О дисциплине, господствовавшей в семинарской бурсе, не имею понятия. Но кроме казеннокоштных, помещавшихся в самом здании Семинарии, семинаристы располагались общежитиями в двух монастырях, дававших даровое помещение (Богоявленском и Златоустовском), и в так называемом Остермановом доме. Это был дом за Каретным рядом, купленный Комиссией духовных училищ у наследников графа Остермана и назначенный для сооружения новой семинарии. В период стройки один из старых флигелей отдавался на житье семинаристам. Там, как и в двух поименованных монастырях, они вели свое хозяйство, то есть нанимали повара и покупали провизию.
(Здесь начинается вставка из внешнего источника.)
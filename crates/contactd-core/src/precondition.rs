//! Conditional-request preconditions.
//!
//! `If-Match` and `If-None-Match` each carry either the wildcard `*` or a
//! comma-separated list of entity tags. Evaluation is always against an
//! existing contact: a missing contact is answered with 404 before any
//! precondition is consulted, so `*` simply matches.
//!
//! `If-Match` uses strong comparison and `If-None-Match` uses weak
//! comparison, as in RFC 9110.

use crate::error::CoreError;
use crate::etag::EntityTag;

/// The value of one precondition header.
#[derive(Debug, Clone, PartialEq, Eq)]
pub enum TagMatch {
    /// `*`: matches any current representation.
    Any,
    /// One or more listed tags.
    Tags(Vec<EntityTag>),
}

impl TagMatch {
    /// Parse a header value.
    pub fn parse(header: &str) -> Result<Self, CoreError> {
        let trimmed = header.trim();
        if trimmed == "*" {
            return Ok(TagMatch::Any);
        }
        parse_tag_list(trimmed).map(TagMatch::Tags)
    }

    /// A single-tag match.
    pub fn tag(tag: EntityTag) -> Self {
        TagMatch::Tags(vec![tag])
    }

    /// Strong comparison against the current tag.
    pub fn matches_strong(&self, current: &EntityTag) -> bool {
        match self {
            TagMatch::Any => true,
            TagMatch::Tags(tags) => tags.iter().any(|t| t.strong_eq(current)),
        }
    }

    /// Weak comparison against the current tag.
    pub fn matches_weak(&self, current: &EntityTag) -> bool {
        match self {
            TagMatch::Any => true,
            TagMatch::Tags(tags) => tags.iter().any(|t| t.weak_eq(current)),
        }
    }
}

fn parse_tag_list(input: &str) -> Result<Vec<EntityTag>, CoreError> {
    let mut tags = Vec::new();
    let mut rest = input;

    loop {
        rest = rest.trim_start_matches(|c: char| c == ',' || c.is_whitespace());
        if rest.is_empty() {
            break;
        }

        // Find where this item ends, then hand it to the tag parser.
        let prefix = if rest.starts_with("W/") { 2 } else { 0 };
        let body = &rest[prefix..];
        let len = if let Some(quoted) = body.strip_prefix('"') {
            let close = quoted
                .find('"')
                .ok_or_else(|| CoreError::MalformedPrecondition(input.to_string()))?;
            prefix + close + 2
        } else if prefix > 0 {
            return Err(CoreError::MalformedPrecondition(input.to_string()));
        } else {
            body.find(',').unwrap_or(body.len())
        };

        tags.push(EntityTag::parse(&rest[..len])?);
        rest = rest[len..].trim_start();
        if !rest.is_empty() && !rest.starts_with(',') {
            return Err(CoreError::MalformedPrecondition(input.to_string()));
        }
    }

    if tags.is_empty() {
        return Err(CoreError::MalformedPrecondition(input.to_string()));
    }
    Ok(tags)
}

/// Outcome of evaluating preconditions for a read.
#[derive(Debug, Clone, Copy, PartialEq, Eq)]
pub enum ReadDecision {
    /// Send the representation.
    Send,
    /// The client's copy is current: 304.
    NotModified,
}

/// Outcome of evaluating preconditions for a write.
#[derive(Debug, Clone, Copy, PartialEq, Eq)]
pub enum WriteDecision {
    /// Apply the mutation.
    Proceed,
    /// `If-Match` did not match: 412, nothing changes.
    PreconditionFailed,
    /// `If-None-Match` matched: 304, nothing changes.
    NotModified,
}

/// The precondition headers of one request.
#[derive(Debug, Clone, Default, PartialEq, Eq)]
pub struct Preconditions {
    pub if_match: Option<TagMatch>,
    pub if_none_match: Option<TagMatch>,
}

impl Preconditions {
    /// No precondition headers.
    pub fn none() -> Self {
        Self::default()
    }

    /// Parse raw header values.
    pub fn from_headers(
        if_match: Option<&str>,
        if_none_match: Option<&str>,
    ) -> Result<Self, CoreError> {
        Ok(Self {
            if_match: if_match.map(TagMatch::parse).transpose()?,
            if_none_match: if_none_match.map(TagMatch::parse).transpose()?,
        })
    }

    pub fn with_if_match(mut self, value: TagMatch) -> Self {
        self.if_match = Some(value);
        self
    }

    pub fn with_if_none_match(mut self, value: TagMatch) -> Self {
        self.if_none_match = Some(value);
        self
    }

    /// GET on a single contact. Only `If-None-Match` is consulted.
    pub fn evaluate_read(&self, current: &EntityTag) -> ReadDecision {
        match &self.if_none_match {
            Some(m) if m.matches_weak(current) => ReadDecision::NotModified,
            _ => ReadDecision::Send,
        }
    }

    /// PUT on an existing contact.
    ///
    /// Rules are checked in a fixed order and the first that applies wins:
    /// no headers proceeds; a non-matching `If-Match` fails; a matching
    /// `If-Match` or a non-matching `If-None-Match` proceeds; a matching
    /// `If-None-Match` is not modified. With both headers present this means
    /// `If-Match` decides whenever it is supplied.
    pub fn evaluate_update(&self, current: &EntityTag) -> WriteDecision {
        let if_match = self.if_match.as_ref();
        let if_none_match = self.if_none_match.as_ref();

        if if_match.is_none() && if_none_match.is_none() {
            return WriteDecision::Proceed;
        }
        if let Some(m) = if_match {
            if !m.matches_strong(current) {
                return WriteDecision::PreconditionFailed;
            }
            return WriteDecision::Proceed;
        }
        match if_none_match {
            Some(m) if m.matches_weak(current) => WriteDecision::NotModified,
            _ => WriteDecision::Proceed,
        }
    }

    /// DELETE on an existing contact. Only `If-Match` is consulted.
    pub fn evaluate_delete(&self, current: &EntityTag) -> WriteDecision {
        match &self.if_match {
            Some(m) if !m.matches_strong(current) => WriteDecision::PreconditionFailed,
            _ => WriteDecision::Proceed,
        }
    }
}

#[cfg(test)]
mod tests {
    use super::*;

    fn tag(s: &str) -> EntityTag {
        EntityTag::strong(s).unwrap()
    }

    fn list(tags: &[&str]) -> TagMatch {
        TagMatch::Tags(tags.iter().map(|t| tag(t)).collect())
    }

    #[test]
    fn test_parse_wildcard_and_lists() {
        assert_eq!(TagMatch::parse(" * ").unwrap(), TagMatch::Any);
        assert_eq!(TagMatch::parse("\"a\"").unwrap(), list(&["a"]));
        assert_eq!(
            TagMatch::parse("\"a\", \"b,c\" ,W/\"d\"").unwrap(),
            TagMatch::Tags(vec![tag("a"), tag("b,c"), EntityTag::weak("d").unwrap()])
        );
        assert_eq!(TagMatch::parse("123, 456").unwrap(), list(&["123", "456"]));
    }

    #[test]
    fn test_parse_rejects_garbage() {
        assert!(TagMatch::parse("").is_err());
        assert!(TagMatch::parse(" , ").is_err());
        assert!(TagMatch::parse("\"open").is_err());
        assert!(TagMatch::parse("\"a\" \"b\"").is_err());
        assert!(TagMatch::parse("W/bare").is_err());
    }

    #[test]
    fn test_list_items_parse_like_single_tags() {
        for item in ["\"a\"", "W/\"a\"", "abc", "\"b,c\""] {
            assert_eq!(
                TagMatch::parse(item).unwrap(),
                TagMatch::tag(EntityTag::parse(item).unwrap())
            );
        }
        assert_eq!(
            TagMatch::parse("\"a b\"").unwrap_err(),
            EntityTag::parse("\"a b\"").unwrap_err()
        );
    }

    #[test]
    fn test_from_headers() {
        let pre = Preconditions::from_headers(Some("\"x\""), None).unwrap();
        assert_eq!(pre.if_match, Some(list(&["x"])));
        assert_eq!(pre.if_none_match, None);
        assert!(Preconditions::from_headers(None, Some("\"x")).is_err());
    }

    #[test]
    fn test_read_decisions() {
        let current = tag("cur");
        assert_eq!(Preconditions::none().evaluate_read(&current), ReadDecision::Send);

        let hit = Preconditions::none().with_if_none_match(list(&["old", "cur"]));
        assert_eq!(hit.evaluate_read(&current), ReadDecision::NotModified);

        let miss = Preconditions::none().with_if_none_match(list(&["old"]));
        assert_eq!(miss.evaluate_read(&current), ReadDecision::Send);

        let any = Preconditions::none().with_if_none_match(TagMatch::Any);
        assert_eq!(any.evaluate_read(&current), ReadDecision::NotModified);

        let weak = Preconditions::none()
            .with_if_none_match(TagMatch::tag(EntityTag::weak("cur").unwrap()));
        assert_eq!(weak.evaluate_read(&current), ReadDecision::NotModified);

        // If-Match has no bearing on reads.
        let if_match = Preconditions::none().with_if_match(list(&["old"]));
        assert_eq!(if_match.evaluate_read(&current), ReadDecision::Send);
    }

    #[test]
    fn test_update_decisions_single_header() {
        let current = tag("cur");
        let none = Preconditions::none();
        assert_eq!(none.evaluate_update(&current), WriteDecision::Proceed);

        let stale = Preconditions::none().with_if_match(list(&["old"]));
        assert_eq!(stale.evaluate_update(&current), WriteDecision::PreconditionFailed);

        let fresh = Preconditions::none().with_if_match(list(&["cur"]));
        assert_eq!(fresh.evaluate_update(&current), WriteDecision::Proceed);

        let any = Preconditions::none().with_if_match(TagMatch::Any);
        assert_eq!(any.evaluate_update(&current), WriteDecision::Proceed);

        let weak = Preconditions::none()
            .with_if_match(TagMatch::tag(EntityTag::weak("cur").unwrap()));
        assert_eq!(weak.evaluate_update(&current), WriteDecision::PreconditionFailed);

        let changed = Preconditions::none().with_if_none_match(list(&["old"]));
        assert_eq!(changed.evaluate_update(&current), WriteDecision::Proceed);

        let unchanged = Preconditions::none().with_if_none_match(list(&["cur"]));
        assert_eq!(unchanged.evaluate_update(&current), WriteDecision::NotModified);
    }

    #[test]
    fn test_update_decisions_both_headers() {
        let current = tag("cur");
        let both = |m: &str, nm: &str| {
            Preconditions::none()
                .with_if_match(list(&[m]))
                .with_if_none_match(list(&[nm]))
                .evaluate_update(&current)
        };
        assert_eq!(both("cur", "cur"), WriteDecision::Proceed);
        assert_eq!(both("cur", "old"), WriteDecision::Proceed);
        assert_eq!(both("old", "old"), WriteDecision::PreconditionFailed);
        assert_eq!(both("old", "cur"), WriteDecision::PreconditionFailed);
    }

    #[test]
    fn test_delete_decisions() {
        let current = tag("cur");
        assert_eq!(Preconditions::none().evaluate_delete(&current), WriteDecision::Proceed);

        let stale = Preconditions::none().with_if_match(list(&["old"]));
        assert_eq!(stale.evaluate_delete(&current), WriteDecision::PreconditionFailed);

        let fresh = Preconditions::none().with_if_match(list(&["old", "cur"]));
        assert_eq!(fresh.evaluate_delete(&current), WriteDecision::Proceed);

        // If-None-Match has no bearing on deletes.
        let nm = Preconditions::none().with_if_none_match(list(&["cur"]));
        assert_eq!(nm.evaluate_delete(&current), WriteDecision::Proceed);
    }
}
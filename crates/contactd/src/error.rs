//! Error types for contactd.
//!
//! Request outcomes such as 404 or 412 are not errors: they are ordinary
//! [`Outcome`](crate::Outcome)s. These variants cover failures of the
//! machinery underneath.

use contactd_store::StoreError;
use thiserror::Error;

#[derive(Debug, Error)]
pub enum ContactdError {
    /// The contact store failed.
    #[error("storage error: {0}")]
    Store(#[from] StoreError),

    /// Loading or writing the snapshot failed.
    #[error("snapshot error: {0}")]
    Snapshot(#[source] StoreError),
}

/// Result type for contactd operations.
pub type Result<T> = std::result::Result<T, ContactdError>;
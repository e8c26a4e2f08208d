//! Startup and shutdown: moving the directory between a store and a snapshot.
//!
//! [`populate`] runs before the first request is served; [`drain`] runs after
//! the last one has completed.

use contactd_store::{ContactStore, InsertResult, Snapshot, StoreError};
use tracing::{info, warn};

use crate::error::{ContactdError, Result};

/// What [`populate`] did with the snapshot's records.
#[derive(Debug, Clone, Copy, Default, PartialEq, Eq)]
pub struct PopulateReport {
    /// Records saved into the store.
    pub loaded: usize,
    /// Records rejected by the store (duplicate id or blank title).
    pub skipped: usize,
}

/// Fill `store` from `snapshot`.
///
/// Records go through the same `save` path as created contacts, in snapshot
/// order. A record the store rejects is logged and skipped; one bad record
/// does not keep the service from starting.
pub async fn populate<S, P>(store: &S, snapshot: &P) -> Result<PopulateReport>
where
    S: ContactStore + ?Sized,
    P: Snapshot + ?Sized,
{
    let contacts = snapshot.load().await.map_err(ContactdError::Snapshot)?;
    let mut report = PopulateReport::default();

    for mut contact in contacts {
        match store.save(&mut contact) {
            Ok(InsertResult::Inserted(_)) => report.loaded += 1,
            Ok(InsertResult::Conflict { existing }) => {
                warn!(id = %existing, "skipping duplicate contact in snapshot");
                report.skipped += 1;
            }
            Err(StoreError::Validation(e)) => {
                warn!(id = %contact.id, error = %e, "skipping invalid contact in snapshot");
                report.skipped += 1;
            }
            Err(e) => return Err(e.into()),
        }
    }

    info!(
        loaded = report.loaded,
        skipped = report.skipped,
        "directory populated"
    );
    Ok(report)
}

/// Write every contact in `store` to `snapshot`, in store order.
///
/// Returns the number of contacts written.
pub async fn drain<S, P>(store: &S, snapshot: &P) -> Result<usize>
where
    S: ContactStore + ?Sized,
    P: Snapshot + ?Sized,
{
    let contacts = store.find_all()?;
    snapshot
        .save(&contacts)
        .await
        .map_err(ContactdError::Snapshot)?;

    info!(count = contacts.len(), "directory drained");
    Ok(contacts.len())
}
//! # contactd testkit
//!
//! Testing utilities for contactd.
//!
//! ## Overview
//!
//! This crate provides:
//!
//! - **Generators**: Proptest strategies for contacts and request bodies
//! - **Fixtures**: A handler over a fresh store, with helpers for the common
//!   create/tag/precondition steps
//!
//! ## Property Testing
//!
//! ```rust,ignore
//! use proptest::prelude::*;
//! use contactd_testkit::generators::ContactParams;
//! use contactd::EntityTag;
//!
//! proptest! {
//!     #[test]
//!     fn tag_is_stable(params: ContactParams) {
//!         let contact = params.to_contact();
//!         prop_assert_eq!(EntityTag::of(&contact), EntityTag::of(&contact));
//!     }
//! }
//! ```
//!
//! ## Test Fixtures
//!
//! ```rust
//! use contactd_testkit::fixtures::TestFixture;
//!
//! let fixture = TestFixture::new();
//! let joe = fixture.create("contact1");
//! assert!(fixture.find(joe).is_some());
//! ```

pub mod fixtures;
pub mod generators;

pub use fixtures::{sample_contacts, TestFixture};
pub use generators::{contact_body, ContactParams};
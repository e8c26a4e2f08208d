//! Entity tags: opaque version tokens derived from a contact's fields.
//!
//! A tag is a truncated Blake3 hash over a domain separator, the id, and
//! every text field, each length-prefixed so that moving bytes between
//! adjacent fields changes the tag. Tags are lowercase hex and can be placed
//! verbatim inside a quoted `ETag` header.
//!
//! Two contacts with identical fields always share a tag. Distinct field
//! values collide only with negligible probability; a collision would make a
//! changed contact look unchanged to a conditional request.

use std::fmt;

use crate::contact::Contact;
use crate::error::CoreError;

/// Domain separator mixed into every tag.
const TAG_DOMAIN: &[u8] = b"contactd-etag-v1:";

/// Number of hash bytes kept in a tag.
const TAG_BYTES: usize = 16;

/// An HTTP entity tag.
///
/// Tags computed by [`EntityTag::of`] are always strong. Tags parsed from
/// request headers may be weak (`W/"..."`) or carry any opaque value the
/// client sent.
#[derive(Clone, PartialEq, Eq, Hash)]
pub struct EntityTag {
    opaque: String,
    weak: bool,
}

impl EntityTag {
    /// Derive the current tag of a contact.
    pub fn of(contact: &Contact) -> Self {
        let mut hasher = blake3::Hasher::new();
        hasher.update(TAG_DOMAIN);
        hasher.update(&contact.id.get().to_be_bytes());
        for field in [
            &contact.title,
            &contact.name,
            &contact.email,
            &contact.phone_number,
        ] {
            hasher.update(&(field.len() as u64).to_be_bytes());
            hasher.update(field.as_bytes());
        }
        let digest = hasher.finalize();
        Self {
            opaque: hex::encode(&digest.as_bytes()[..TAG_BYTES]),
            weak: false,
        }
    }

    /// A strong tag with the given opaque value.
    pub fn strong(opaque: impl Into<String>) -> Result<Self, CoreError> {
        Self::checked(opaque.into(), false)
    }

    /// A weak tag with the given opaque value.
    pub fn weak(opaque: impl Into<String>) -> Result<Self, CoreError> {
        Self::checked(opaque.into(), true)
    }

    fn checked(opaque: String, weak: bool) -> Result<Self, CoreError> {
        if !opaque.chars().all(is_etag_char) {
            return Err(CoreError::InvalidEntityTag(opaque));
        }
        Ok(Self { opaque, weak })
    }

    /// Parse a single tag in header form: `"abc"` or `W/"abc"`.
    ///
    /// A bare token without quotes is accepted as a strong tag, since some
    /// clients send tags unquoted.
    pub fn parse(input: &str) -> Result<Self, CoreError> {
        let input = input.trim();
        let (weak, rest) = match input.strip_prefix("W/") {
            Some(rest) => (true, rest),
            None => (false, input),
        };
        let opaque = match rest.strip_prefix('"') {
            Some(quoted) => quoted
                .strip_suffix('"')
                .ok_or_else(|| CoreError::InvalidEntityTag(input.to_string()))?,
            None if !weak && !rest.is_empty() => rest,
            None => return Err(CoreError::InvalidEntityTag(input.to_string())),
        };
        Self::checked(opaque.to_string(), weak)
    }

    /// The opaque value, without quotes.
    pub fn opaque(&self) -> &str {
        &self.opaque
    }

    pub fn is_weak(&self) -> bool {
        self.weak
    }

    /// Strong comparison: both tags strong and opaque values equal.
    pub fn strong_eq(&self, other: &EntityTag) -> bool {
        !self.weak && !other.weak && self.opaque == other.opaque
    }

    /// Weak comparison: opaque values equal, weakness ignored.
    pub fn weak_eq(&self, other: &EntityTag) -> bool {
        self.opaque == other.opaque
    }
}

/// `etagc` from RFC 9110: `!`, `#`..`~`, or obs-text.
fn is_etag_char(c: char) -> bool {
    c == '!' || ('#'..='~').contains(&c) || !c.is_ascii()
}

impl fmt::Display for EntityTag {
    fn fmt(&self, f: &mut fmt::Formatter<'_>) -> fmt::Result {
        if self.weak {
            write!(f, "W/\"{}\"", self.opaque)
        } else {
            write!(f, "\"{}\"", self.opaque)
        }
    }
}

impl fmt::Debug for EntityTag {
    fn fmt(&self, f: &mut fmt::Formatter<'_>) -> fmt::Result {
        write!(f, "EntityTag({})", self)
    }
}
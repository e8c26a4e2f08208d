//! Proptest generators for property-based testing.

use proptest::prelude::*;

use contactd_core::{Contact, ContactBody, ContactId};

/// Generate an assigned contact id.
pub fn contact_id() -> impl Strategy<Value = ContactId> {
    (1u64..=u64::MAX).prop_map(ContactId::new)
}

/// Generate a title that is never blank.
pub fn title() -> impl Strategy<Value = String> {
    "[A-Za-z0-9][A-Za-z0-9 .&-]{0,23}".prop_map(String::from)
}

/// Generate a free-form field, including the empty string.
pub fn field() -> impl Strategy<Value = String> {
    "[ -~]{0,32}".prop_map(String::from)
}

/// Generate a blank string (empty or whitespace only).
pub fn blank() -> impl Strategy<Value = String> {
    "[ \t\n]{0,4}".prop_map(String::from)
}

/// Parameters for generating a contact.
#[derive(Debug, Clone)]
pub struct ContactParams {
    pub id: ContactId,
    pub title: String,
    pub name: String,
    pub email: String,
    pub phone_number: String,
}

impl ContactParams {
    pub fn to_contact(&self) -> Contact {
        Contact {
            id: self.id,
            title: self.title.clone(),
            name: self.name.clone(),
            email: self.email.clone(),
            phone_number: self.phone_number.clone(),
        }
    }
}

impl Arbitrary for ContactParams {
    type Parameters = ();
    type Strategy = BoxedStrategy<Self>;

    fn arbitrary_with(_: Self::Parameters) -> Self::Strategy {
        (contact_id(), title(), field(), field(), field())
            .prop_map(|(id, title, name, email, phone_number)| ContactParams {
                id,
                title,
                name,
                email,
                phone_number,
            })
            .boxed()
    }
}

/// Generate a request body where any field may be omitted.
pub fn contact_body() -> impl Strategy<Value = ContactBody> {
    (
        proptest::option::of(contact_id()),
        proptest::option::of(title()),
        proptest::option::of(field()),
        proptest::option::of(field()),
        proptest::option::of(field()),
    )
        .prop_map(|(id, title, name, email, phone_number)| ContactBody {
            id,
            title,
            name,
            email,
            phone_number,
        })
}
Порядки были вроде училищных: те же "старшие", та же невообразимая грязь и бедность, пред которыми самая бурса, нумера казеннокоштных, могла казаться роскошью. Тут было светло и по возможности чисто; постели опрятны до известной степени. А бывал я в общежитии Богоявленского монастыря: нижний этаж, низкие комнаты, почти нет света, воздух нестерпимый, почти то же, что в Коломенской бурсе. Наведывались, между тем, по временам субинспекторы, и крошечку прибавить заботы о чистоте ничего бы не стоило. Но не ощущали в ней потребности ни подчиненные, ни начальство.
Над своекоштными, рассеянными по одиночным квартирам и родительским домам, надзора не было никакого, хотя и числились по городу "старшие". Своекоштные были вольные птицы.